[Stored data]
________________________________________

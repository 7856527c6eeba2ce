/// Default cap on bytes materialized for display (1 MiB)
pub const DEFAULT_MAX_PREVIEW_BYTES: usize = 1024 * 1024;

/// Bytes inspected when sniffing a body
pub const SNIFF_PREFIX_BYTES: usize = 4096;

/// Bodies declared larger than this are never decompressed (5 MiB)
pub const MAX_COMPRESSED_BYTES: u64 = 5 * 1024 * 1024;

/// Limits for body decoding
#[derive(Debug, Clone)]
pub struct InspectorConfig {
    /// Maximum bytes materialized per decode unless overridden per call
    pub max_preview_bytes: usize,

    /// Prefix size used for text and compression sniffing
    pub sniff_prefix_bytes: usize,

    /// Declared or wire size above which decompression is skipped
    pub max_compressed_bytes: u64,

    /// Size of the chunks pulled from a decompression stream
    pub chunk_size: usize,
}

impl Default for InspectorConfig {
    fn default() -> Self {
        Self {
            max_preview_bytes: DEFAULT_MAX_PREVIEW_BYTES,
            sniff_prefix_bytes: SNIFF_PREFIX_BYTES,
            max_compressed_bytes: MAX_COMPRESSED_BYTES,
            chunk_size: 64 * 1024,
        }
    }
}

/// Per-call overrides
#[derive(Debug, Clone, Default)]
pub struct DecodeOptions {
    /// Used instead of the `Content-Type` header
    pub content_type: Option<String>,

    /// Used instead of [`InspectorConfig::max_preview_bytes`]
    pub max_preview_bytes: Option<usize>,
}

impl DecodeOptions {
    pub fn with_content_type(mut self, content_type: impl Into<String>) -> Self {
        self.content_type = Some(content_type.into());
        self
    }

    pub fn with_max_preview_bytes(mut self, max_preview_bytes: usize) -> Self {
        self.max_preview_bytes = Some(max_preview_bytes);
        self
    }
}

________________________________________

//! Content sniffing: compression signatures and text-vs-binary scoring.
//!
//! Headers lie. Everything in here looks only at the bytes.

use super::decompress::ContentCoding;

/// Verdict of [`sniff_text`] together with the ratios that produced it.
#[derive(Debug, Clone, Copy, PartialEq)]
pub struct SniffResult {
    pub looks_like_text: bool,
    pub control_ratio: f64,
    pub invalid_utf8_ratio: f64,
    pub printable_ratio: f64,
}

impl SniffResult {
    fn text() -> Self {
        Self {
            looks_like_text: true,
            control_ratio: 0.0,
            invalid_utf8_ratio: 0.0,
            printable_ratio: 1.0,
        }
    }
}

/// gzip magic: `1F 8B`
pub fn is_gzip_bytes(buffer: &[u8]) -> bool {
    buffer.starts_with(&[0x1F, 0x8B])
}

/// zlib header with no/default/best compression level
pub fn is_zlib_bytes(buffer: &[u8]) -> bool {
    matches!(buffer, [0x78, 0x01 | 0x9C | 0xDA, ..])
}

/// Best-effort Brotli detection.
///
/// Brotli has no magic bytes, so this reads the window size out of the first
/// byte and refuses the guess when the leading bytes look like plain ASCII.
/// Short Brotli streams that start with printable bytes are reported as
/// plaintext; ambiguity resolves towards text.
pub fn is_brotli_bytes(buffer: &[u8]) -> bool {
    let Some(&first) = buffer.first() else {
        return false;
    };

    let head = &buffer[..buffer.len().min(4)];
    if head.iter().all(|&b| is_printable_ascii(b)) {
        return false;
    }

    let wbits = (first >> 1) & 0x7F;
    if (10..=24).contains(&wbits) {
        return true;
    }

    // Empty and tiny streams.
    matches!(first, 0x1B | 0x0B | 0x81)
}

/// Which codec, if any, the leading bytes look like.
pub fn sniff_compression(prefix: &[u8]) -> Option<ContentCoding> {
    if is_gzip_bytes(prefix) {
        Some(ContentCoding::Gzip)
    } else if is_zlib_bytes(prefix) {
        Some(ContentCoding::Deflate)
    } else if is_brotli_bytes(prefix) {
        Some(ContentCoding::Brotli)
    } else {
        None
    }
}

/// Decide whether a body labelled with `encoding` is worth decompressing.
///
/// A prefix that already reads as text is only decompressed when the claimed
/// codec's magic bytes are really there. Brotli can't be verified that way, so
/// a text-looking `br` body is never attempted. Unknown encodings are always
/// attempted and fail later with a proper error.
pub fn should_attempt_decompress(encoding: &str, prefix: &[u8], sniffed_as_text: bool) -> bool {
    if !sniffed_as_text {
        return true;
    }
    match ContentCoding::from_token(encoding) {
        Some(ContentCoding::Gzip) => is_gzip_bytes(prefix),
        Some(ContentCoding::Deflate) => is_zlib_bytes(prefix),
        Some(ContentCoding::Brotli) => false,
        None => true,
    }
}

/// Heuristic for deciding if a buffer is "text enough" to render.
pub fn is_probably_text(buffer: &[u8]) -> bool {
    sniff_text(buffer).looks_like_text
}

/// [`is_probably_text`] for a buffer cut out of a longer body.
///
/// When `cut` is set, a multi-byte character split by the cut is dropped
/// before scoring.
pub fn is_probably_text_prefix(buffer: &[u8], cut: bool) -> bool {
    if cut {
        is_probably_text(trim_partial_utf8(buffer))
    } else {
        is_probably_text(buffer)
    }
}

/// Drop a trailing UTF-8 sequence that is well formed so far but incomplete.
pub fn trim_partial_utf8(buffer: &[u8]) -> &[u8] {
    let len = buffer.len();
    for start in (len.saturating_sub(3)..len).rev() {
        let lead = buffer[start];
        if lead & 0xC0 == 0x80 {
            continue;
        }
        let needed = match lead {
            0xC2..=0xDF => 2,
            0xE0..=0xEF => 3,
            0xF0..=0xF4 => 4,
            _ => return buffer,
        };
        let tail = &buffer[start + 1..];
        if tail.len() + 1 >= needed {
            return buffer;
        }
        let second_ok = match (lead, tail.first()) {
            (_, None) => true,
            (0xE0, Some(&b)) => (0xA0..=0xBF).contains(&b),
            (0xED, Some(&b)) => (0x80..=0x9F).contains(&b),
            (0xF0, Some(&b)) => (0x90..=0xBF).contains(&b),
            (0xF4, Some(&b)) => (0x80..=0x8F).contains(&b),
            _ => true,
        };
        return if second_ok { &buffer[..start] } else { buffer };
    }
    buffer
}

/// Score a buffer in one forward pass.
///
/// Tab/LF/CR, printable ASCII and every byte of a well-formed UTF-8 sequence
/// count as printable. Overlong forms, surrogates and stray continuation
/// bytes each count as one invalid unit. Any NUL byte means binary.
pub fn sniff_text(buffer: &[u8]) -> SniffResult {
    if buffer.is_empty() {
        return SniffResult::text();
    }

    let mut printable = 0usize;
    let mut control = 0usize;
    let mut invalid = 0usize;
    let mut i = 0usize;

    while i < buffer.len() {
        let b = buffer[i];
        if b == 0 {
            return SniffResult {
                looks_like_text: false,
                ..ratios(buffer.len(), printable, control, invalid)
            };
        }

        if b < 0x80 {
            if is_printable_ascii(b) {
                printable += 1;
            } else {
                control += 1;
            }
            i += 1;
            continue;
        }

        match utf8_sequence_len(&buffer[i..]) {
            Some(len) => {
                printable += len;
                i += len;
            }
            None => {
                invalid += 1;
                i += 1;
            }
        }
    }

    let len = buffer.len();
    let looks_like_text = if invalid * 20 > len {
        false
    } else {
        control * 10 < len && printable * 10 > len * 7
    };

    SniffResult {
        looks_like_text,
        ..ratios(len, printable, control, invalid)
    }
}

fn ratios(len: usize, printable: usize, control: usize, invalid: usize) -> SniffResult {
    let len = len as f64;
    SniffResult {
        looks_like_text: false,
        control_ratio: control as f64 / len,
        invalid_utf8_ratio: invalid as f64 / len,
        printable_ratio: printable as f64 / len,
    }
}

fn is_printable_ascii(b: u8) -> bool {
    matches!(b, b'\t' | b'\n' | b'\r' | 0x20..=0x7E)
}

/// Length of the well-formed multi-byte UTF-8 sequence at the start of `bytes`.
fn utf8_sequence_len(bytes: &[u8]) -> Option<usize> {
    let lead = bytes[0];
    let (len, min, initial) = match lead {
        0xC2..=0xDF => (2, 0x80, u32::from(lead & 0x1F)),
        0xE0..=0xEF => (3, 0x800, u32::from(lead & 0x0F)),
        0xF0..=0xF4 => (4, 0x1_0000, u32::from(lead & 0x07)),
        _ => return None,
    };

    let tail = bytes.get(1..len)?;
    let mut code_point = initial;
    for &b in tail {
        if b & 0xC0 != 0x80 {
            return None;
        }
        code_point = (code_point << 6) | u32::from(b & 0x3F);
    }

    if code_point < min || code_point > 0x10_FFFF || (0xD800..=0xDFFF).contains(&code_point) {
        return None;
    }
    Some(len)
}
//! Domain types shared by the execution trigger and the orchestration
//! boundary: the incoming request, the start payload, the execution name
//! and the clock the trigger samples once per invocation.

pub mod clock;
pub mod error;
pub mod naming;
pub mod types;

________________________________________

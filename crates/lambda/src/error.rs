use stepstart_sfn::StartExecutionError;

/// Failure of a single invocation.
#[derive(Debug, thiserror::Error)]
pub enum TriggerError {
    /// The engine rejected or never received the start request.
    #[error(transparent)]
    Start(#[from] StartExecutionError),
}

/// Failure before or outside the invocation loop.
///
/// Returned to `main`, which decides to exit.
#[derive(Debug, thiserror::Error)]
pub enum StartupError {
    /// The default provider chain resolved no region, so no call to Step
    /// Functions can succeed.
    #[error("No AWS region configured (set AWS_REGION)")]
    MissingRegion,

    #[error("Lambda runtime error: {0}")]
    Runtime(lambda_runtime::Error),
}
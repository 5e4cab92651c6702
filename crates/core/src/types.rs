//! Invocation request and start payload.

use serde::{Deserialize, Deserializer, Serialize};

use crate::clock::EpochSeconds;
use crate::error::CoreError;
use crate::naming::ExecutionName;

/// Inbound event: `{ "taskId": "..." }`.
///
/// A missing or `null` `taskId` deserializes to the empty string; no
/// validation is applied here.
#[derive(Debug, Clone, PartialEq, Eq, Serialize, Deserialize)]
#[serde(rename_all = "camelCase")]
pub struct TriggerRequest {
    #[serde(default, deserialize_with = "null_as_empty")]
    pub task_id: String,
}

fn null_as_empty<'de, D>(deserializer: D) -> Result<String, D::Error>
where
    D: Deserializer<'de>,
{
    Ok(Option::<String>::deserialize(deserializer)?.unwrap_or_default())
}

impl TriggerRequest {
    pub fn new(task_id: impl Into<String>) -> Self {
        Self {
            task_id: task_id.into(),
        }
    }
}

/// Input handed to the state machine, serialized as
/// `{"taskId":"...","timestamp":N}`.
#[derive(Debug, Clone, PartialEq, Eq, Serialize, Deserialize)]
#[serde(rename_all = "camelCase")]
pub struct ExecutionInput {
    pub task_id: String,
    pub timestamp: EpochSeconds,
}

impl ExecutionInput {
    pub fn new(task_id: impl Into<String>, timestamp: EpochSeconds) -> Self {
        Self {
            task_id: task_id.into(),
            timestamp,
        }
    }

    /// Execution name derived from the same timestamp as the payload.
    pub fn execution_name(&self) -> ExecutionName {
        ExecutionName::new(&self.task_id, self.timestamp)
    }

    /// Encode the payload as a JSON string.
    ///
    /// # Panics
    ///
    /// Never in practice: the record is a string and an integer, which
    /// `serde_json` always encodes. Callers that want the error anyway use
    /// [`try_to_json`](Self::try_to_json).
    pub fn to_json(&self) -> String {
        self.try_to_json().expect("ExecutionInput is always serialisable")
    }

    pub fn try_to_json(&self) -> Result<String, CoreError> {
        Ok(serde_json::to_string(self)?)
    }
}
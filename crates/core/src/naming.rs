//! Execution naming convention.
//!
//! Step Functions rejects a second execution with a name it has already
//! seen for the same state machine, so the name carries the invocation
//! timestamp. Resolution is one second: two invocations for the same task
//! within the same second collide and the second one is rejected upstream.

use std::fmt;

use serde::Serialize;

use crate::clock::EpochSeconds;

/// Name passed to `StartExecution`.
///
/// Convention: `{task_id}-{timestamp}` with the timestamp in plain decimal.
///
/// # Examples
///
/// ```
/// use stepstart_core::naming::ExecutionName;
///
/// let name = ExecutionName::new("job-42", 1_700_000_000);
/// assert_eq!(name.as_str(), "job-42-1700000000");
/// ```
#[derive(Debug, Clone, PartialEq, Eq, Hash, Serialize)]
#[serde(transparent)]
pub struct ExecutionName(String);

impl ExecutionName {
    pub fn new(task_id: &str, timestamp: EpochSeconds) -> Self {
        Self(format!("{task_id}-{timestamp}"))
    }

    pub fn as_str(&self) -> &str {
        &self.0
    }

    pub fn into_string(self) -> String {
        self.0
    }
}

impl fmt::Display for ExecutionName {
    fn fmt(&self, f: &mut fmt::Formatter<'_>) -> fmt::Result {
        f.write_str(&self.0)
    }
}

________________________________________

Task: Would you retype exactly the lines above, from the line with "let len = len as f64;" to the line with "pub mod types;", with both end lines kept and nothing more?

Solution to this exercise:
    let len = len as f64;
    SniffResult {
        looks_like_text: false,
        control_ratio: control as f64 / len,
        invalid_utf8_ratio: invalid as f64 / len,
        printable_ratio: printable as f64 / len,
    }
}

fn is_printable_ascii(b: u8) -> bool {
    matches!(b, b'\t' | b'\n' | b'\r' | 0x20..=0x7E)
}

/// Length of the well-formed multi-byte UTF-8 sequence at the start of `bytes`.
fn utf8_sequence_len(bytes: &[u8]) -> Option<usize> {
    let lead = bytes[0];
    let (len, min, initial) = match lead {
        0xC2..=0xDF => (2, 0x80, u32::from(lead & 0x1F)),
        0xE0..=0xEF => (3, 0x800, u32::from(lead & 0x0F)),
        0xF0..=0xF4 => (4, 0x1_0000, u32::from(lead & 0x07)),
        _ => return None,
    };

    let tail = bytes.get(1..len)?;
    let mut code_point = initial;
    for &b in tail {
        if b & 0xC0 != 0x80 {
            return None;
        }
        code_point = (code_point << 6) | u32::from(b & 0x3F);
    }

    if code_point < min || code_point > 0x10_FFFF || (0xD800..=0xDFFF).contains(&code_point) {
        return None;
    }
    Some(len)
}
//! Domain types shared by the execution trigger and the orchestration
//! boundary: the incoming request, the start payload, the execution name
//! and the clock the trigger samples once per invocation.

pub mod clock;
pub mod error;
pub mod naming;
pub mod types;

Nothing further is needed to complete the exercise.